CSS Maurepas

History
Confederate States
NameMaurepas
NamesakeLake Maurepas
Owner
  • J. A. Cotton
  • Bayou Sara Mail Company
Launched1858
In servicePurchased from civilian service, 1861
FateSunk as obstruction, June 17, 1862
General characteristics
TypeSidewheel steamer
Tonnage399
Length180 feet (55 m)
Beam34 feet (10 m)
Draft7 feet (2.1 m)
PropulsionSteam
Complement79
Armament
  • 5 or 6 cannons

CSS Maurepas was a sidewheel steamer that briefly served as a gunboat in the Confederate States Navy during the American Civil War. Built in 1858 in Indiana as Grosse Tete (English: "big head"), the vessel was used in commercial trade until 1860 and then delivered mail until 1861, when she was acquired by the Confederate Navy.

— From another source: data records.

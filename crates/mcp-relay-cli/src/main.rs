//! MCP relay bridge
//!
//! Launches the configured MCP worker, connects it to the remote relay over
//! a WebSocket and serves the local event stream:
//! - worker stdio ⇄ `ws(s)://` uplink
//! - `http://<host>:<port>/events` for observers

use anyhow::{Context, Result};
use clap::Parser;
use mcp_relay_core::RelayConfig;
use mcp_relay_server::{AppState, BridgeSupervisor};
use std::path::PathBuf;
use std::sync::Arc;
use std::time::Duration;
use tokio::net::TcpListener;
use tokio_util::sync::CancellationToken;
use tracing::{error, info, warn};
use tracing_subscriber::{EnvFilter, FmtSubscriber};

#[derive(Parser)]
#[command(name = "mcp-relay")]
#[command(version)]
#[command(about = "Bridge a local MCP server to a remote relay and stream its state over SSE")]
struct Cli {
    /// Path to the JSON config file
    #[arg(long, short, default_value = "relay-config.json")]
    config: PathBuf,

    /// Override the uplink endpoint (ws:// or wss://)
    #[arg(long)]
    endpoint: Option<String>,

    /// Override the HTTP port
    #[arg(long)]
    port: Option<u16>,

    /// Log level used when RUST_LOG is not set
    #[arg(long, default_value = "info")]
    log_level: String,
}

#[tokio::main]
async fn main() -> Result<()> {
    let cli = Cli::parse();

    let filter =
        EnvFilter::try_from_default_env().unwrap_or_else(|_| EnvFilter::new(&cli.log_level));
    let subscriber = FmtSubscriber::builder()
        .with_env_filter(filter)
        .with_writer(std::io::stderr)
        .finish();
    tracing::subscriber::set_global_default(subscriber)?;

    let config = load_config(&cli)?;
    let (host, port) = (config.bridge.host.clone(), config.bridge.port);
    let status_interval = config.bridge.status_interval();

    let supervisor = Arc::new(BridgeSupervisor::new(&config)?);
    info!(worker = %supervisor.worker_name(), "MCP relay bridge starting");
    supervisor
        .start()
        .await
        .context("Failed to start the bridge")?;

    let listener = TcpListener::bind((host.as_str(), port))
        .await
        .with_context(|| format!("Failed to bind {}:{}", host, port))?;
    let http_shutdown = CancellationToken::new();
    let http = tokio::spawn(mcp_relay_server::serve(
        listener,
        AppState::from_supervisor(supervisor.clone()),
        http_shutdown.clone(),
    ));
    info!("Event stream at http://{}:{}/events", host, port);

    let status_task = tokio::spawn(log_status(supervisor.clone(), status_interval));

    shutdown_signal().await;
    info!("Shutting down");

    status_task.abort();
    supervisor.stop().await;
    http_shutdown.cancel();
    match http.await {
        Ok(Ok(())) => {}
        Ok(Err(e)) => error!("HTTP server error: {}", e),
        Err(e) => error!("HTTP server task failed: {}", e),
    }

    info!("Bye");
    Ok(())
}

fn load_config(cli: &Cli) -> Result<RelayConfig> {
    let mut config = RelayConfig::load(&cli.config)
        .with_context(|| format!("Failed to load {}", cli.config.display()))?;
    if let Some(endpoint) = &cli.endpoint {
        config.uplink.endpoint = endpoint.clone();
    }
    if let Some(port) = cli.port {
        config.bridge.port = port;
    }
    config.validate()?;
    Ok(config)
}

async fn log_status(supervisor: Arc<BridgeSupervisor>, every: Duration) {
    if every.is_zero() {
        return;
    }
    let mut ticker = tokio::time::interval_at(tokio::time::Instant::now() + every, every);
    loop {
        ticker.tick().await;
        let status = supervisor.get_status();
        info!(
            connected = status.connected,
            worker_running = status.worker_running,
            reconnect_attempts = status.reconnect_attempts,
            queued = status.queued_messages,
            subscribers = supervisor.hub().subscriber_count(),
            "Bridge status"
        );
        if supervisor.uplink_exhausted() {
            warn!("Uplink gave up reconnecting; restart the bridge to try again");
        }
    }
}

async fn shutdown_signal() {
    let ctrl_c = async {
        if let Err(e) = tokio::signal::ctrl_c().await {
            error!("Failed to listen for Ctrl-C: {}", e);
            std::future::pending::<()>().await;
        }
    };

    #[cfg(unix)]
    let terminate = async {
        match tokio::signal::unix::signal(tokio::signal::unix::SignalKind::terminate()) {
            Ok(mut signal) => {
                signal.recv().await;
            }
            Err(e) => {
                error!("Failed to listen for SIGTERM: {}", e);
                std::future::pending::<()>().await;
            }
        }
    };

    #[cfg(not(unix))]
    let terminate = std::future::pending::<()>();

    tokio::select! {
        _ = ctrl_c => {}
        _ = terminate => {}
    }
}
//! Bridge configuration file
//!
//! The file holds a `mcpServers` map describing how to launch the worker, an
//! uplink section (`xiaozhi` is accepted as an alias of `uplink`) and a
//! `bridge` section for the local observer surface. Unknown keys are ignored.

use serde::{Deserialize, Serialize};
use std::collections::BTreeMap;
use std::path::{Path, PathBuf};
use std::time::Duration;

use crate::error::{RelayError, Result};
use crate::event;

/// Endpoint value shipped in the sample config; never a real relay
pub const PLACEHOLDER_TOKEN: &str = "YOUR_XIAOZHI_TOKEN_HERE";

/// Top-level configuration
#[derive(Debug, Clone, Serialize, Deserialize)]
pub struct RelayConfig {
    #[serde(default, skip_serializing_if = "Option::is_none")]
    pub name: Option<String>,
    /// Worker launch specs keyed by server name
    #[serde(rename = "mcpServers", default)]
    pub servers: BTreeMap<String, WorkerSpec>,
    #[serde(alias = "xiaozhi")]
    pub uplink: UplinkSettings,
    #[serde(default)]
    pub bridge: BridgeSettings,
}

/// How to launch the worker process
#[derive(Debug, Clone, Default, Serialize, Deserialize)]
pub struct WorkerSpec {
    pub command: String,
    #[serde(default)]
    pub args: Vec<String>,
    #[serde(default, skip_serializing_if = "Option::is_none")]
    pub cwd: Option<PathBuf>,
    #[serde(default)]
    pub env: BTreeMap<String, String>,
    /// Tool names the worker advertises
    #[serde(default)]
    pub tools: Vec<String>,
}

impl WorkerSpec {
    /// Spec for a bare command with arguments
    pub fn command(command: impl Into<String>, args: &[&str]) -> Self {
        Self {
            command: command.into(),
            args: args.iter().map(|a| a.to_string()).collect(),
            ..Default::default()
        }
    }
}

/// Remote relay connection settings
#[derive(Debug, Clone, Serialize, Deserialize)]
#[serde(default, rename_all = "camelCase")]
pub struct UplinkSettings {
    pub endpoint: String,
    pub reconnect: ReconnectSettings,
    /// Feature flags announced in the hello frame
    pub features: serde_json::Value,
    pub connect_timeout_ms: u64,
    /// Optional cap on the outbound queue (oldest dropped first)
    #[serde(skip_serializing_if = "Option::is_none")]
    pub max_queued: Option<usize>,
}

impl Default for UplinkSettings {
    fn default() -> Self {
        Self {
            endpoint: String::new(),
            reconnect: ReconnectSettings::default(),
            features: serde_json::json!({ "mcp": true }),
            connect_timeout_ms: 10_000,
            max_queued: None,
        }
    }
}

impl UplinkSettings {
    pub fn connect_timeout(&self) -> Duration {
        Duration::from_millis(self.connect_timeout_ms)
    }
}

/// Reconnect behaviour
#[derive(Debug, Clone, Serialize, Deserialize, PartialEq, Eq)]
#[serde(default, rename_all = "camelCase")]
pub struct ReconnectSettings {
    pub enabled: bool,
    pub max_retries: u32,
    pub backoff_ms: u64,
}

impl Default for ReconnectSettings {
    fn default() -> Self {
        Self {
            enabled: true,
            max_retries: 5,
            backoff_ms: 1000,
        }
    }
}

/// Local bridge settings
#[derive(Debug, Clone, Serialize, Deserialize)]
#[serde(default, rename_all = "camelCase")]
pub struct BridgeSettings {
    /// Which `mcpServers` entry to launch; optional when there is only one
    #[serde(skip_serializing_if = "Option::is_none")]
    pub server: Option<String>,
    pub host: String,
    pub port: u16,
    /// Pause between spawning the worker and the initialize handshake
    pub settle_ms: u64,
    pub handshake_timeout_ms: u64,
    pub heartbeat_secs: u64,
    /// Per-subscriber frame buffer
    pub subscriber_buffer: usize,
    pub status_interval_secs: u64,
    pub call_timeout_ms: u64,
    /// Tool queried to refresh the broadcast snapshot
    pub state_tool: Option<String>,
    /// Tools whose success is broadcast, mapped to the event type observers see
    pub event_types: BTreeMap<String, String>,
}

impl Default for BridgeSettings {
    fn default() -> Self {
        Self {
            server: None,
            host: "localhost".into(),
            port: 3000,
            settle_ms: 2000,
            handshake_timeout_ms: 10_000,
            heartbeat_secs: 30,
            subscriber_buffer: 64,
            status_interval_secs: 30,
            call_timeout_ms: 30_000,
            state_tool: Some("get_game_state".into()),
            event_types: [
                ("start_game", event::GAME_STARTED),
                ("add_idiom", event::IDIOM_ADDED),
                ("auto_play", event::AUTO_PLAY),
                ("reset_game", event::GAME_RESET),
                ("get_hints", event::HINTS_PROVIDED),
            ]
            .into_iter()
            .map(|(tool, event_type)| (tool.to_string(), event_type.to_string()))
            .collect(),
        }
    }
}

impl BridgeSettings {
    pub fn settle_interval(&self) -> Duration {
        Duration::from_millis(self.settle_ms)
    }

    pub fn handshake_timeout(&self) -> Duration {
        Duration::from_millis(self.handshake_timeout_ms)
    }

    pub fn heartbeat_interval(&self) -> Duration {
        Duration::from_secs(self.heartbeat_secs)
    }

    pub fn status_interval(&self) -> Duration {
        Duration::from_secs(self.status_interval_secs)
    }

    pub fn call_timeout(&self) -> Duration {
        Duration::from_millis(self.call_timeout_ms)
    }
}

impl RelayConfig {
    /// Read and validate a config file
    pub fn load(path: impl AsRef<Path>) -> Result<Self> {
        let path = path.as_ref();
        let text = std::fs::read_to_string(path).map_err(|e| {
            RelayError::ConfigError(format!("Failed to read {}: {}", path.display(), e))
        })?;
        Self::from_json(&text)
    }

    /// Parse and validate config text
    pub fn from_json(text: &str) -> Result<Self> {
        let config: RelayConfig = serde_json::from_str(text)
            .map_err(|e| RelayError::ConfigError(format!("Invalid config: {}", e)))?;
        config.validate()?;
        Ok(config)
    }

    pub fn validate(&self) -> Result<()> {
        let endpoint = self.uplink.endpoint.trim();
        if endpoint.is_empty() {
            return Err(RelayError::ConfigError("uplink endpoint is empty".into()));
        }
        if endpoint.contains(PLACEHOLDER_TOKEN) {
            return Err(RelayError::ConfigError(
                "uplink endpoint still contains the sample token placeholder".into(),
            ));
        }
        if !(endpoint.starts_with("ws://") || endpoint.starts_with("wss://")) {
            return Err(RelayError::ConfigError(format!(
                "uplink endpoint must be a ws:// or wss:// URL: {}",
                endpoint
            )));
        }
        if endpoint.starts_with("wss://") && !cfg!(feature = "tls") {
            return Err(RelayError::ConfigError(format!(
                "uplink endpoint {} needs TLS, but this build has no TLS support (enable the `tls` feature)",
                endpoint
            )));
        }
        let (name, spec) = self.worker()?;
        if spec.command.trim().is_empty() {
            return Err(RelayError::ConfigError(format!(
                "mcpServers.{} has no command",
                name
            )));
        }
        Ok(())
    }

    /// The worker entry to launch
    pub fn worker(&self) -> Result<(&str, &WorkerSpec)> {
        match &self.bridge.server {
            Some(name) => self
                .servers
                .get_key_value(name)
                .map(|(k, v)| (k.as_str(), v))
                .ok_or_else(|| {
                    RelayError::ConfigError(format!("mcpServers has no entry named {}", name))
                }),
            None => {
                let mut entries = self.servers.iter();
                match (entries.next(), entries.next()) {
                    (Some((name, spec)), None) => Ok((name.as_str(), spec)),
                    (None, _) => Err(RelayError::ConfigError("mcpServers is empty".into())),
                    (Some(_), Some(_)) => Err(RelayError::ConfigError(
                        "several mcpServers configured; set bridge.server".into(),
                    )),
                }
            }
        }
    }
}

After being outfitted with five or six cannons and renamed Maurepas, she was sent to the defenses of Columbus, Kentucky, in March 1862, and participated in actions near Island Number Ten. After an abortive naval skirmish near Fort Pillow in Tennessee, Maurepas and the gunboat CSS Pontchartrain were sent up the White River to resist Union advances and aid transport. On June 16, the eve of the Battle of Saint Charles, Maurepas was sunk as an obstruction and her cannons sent ashore.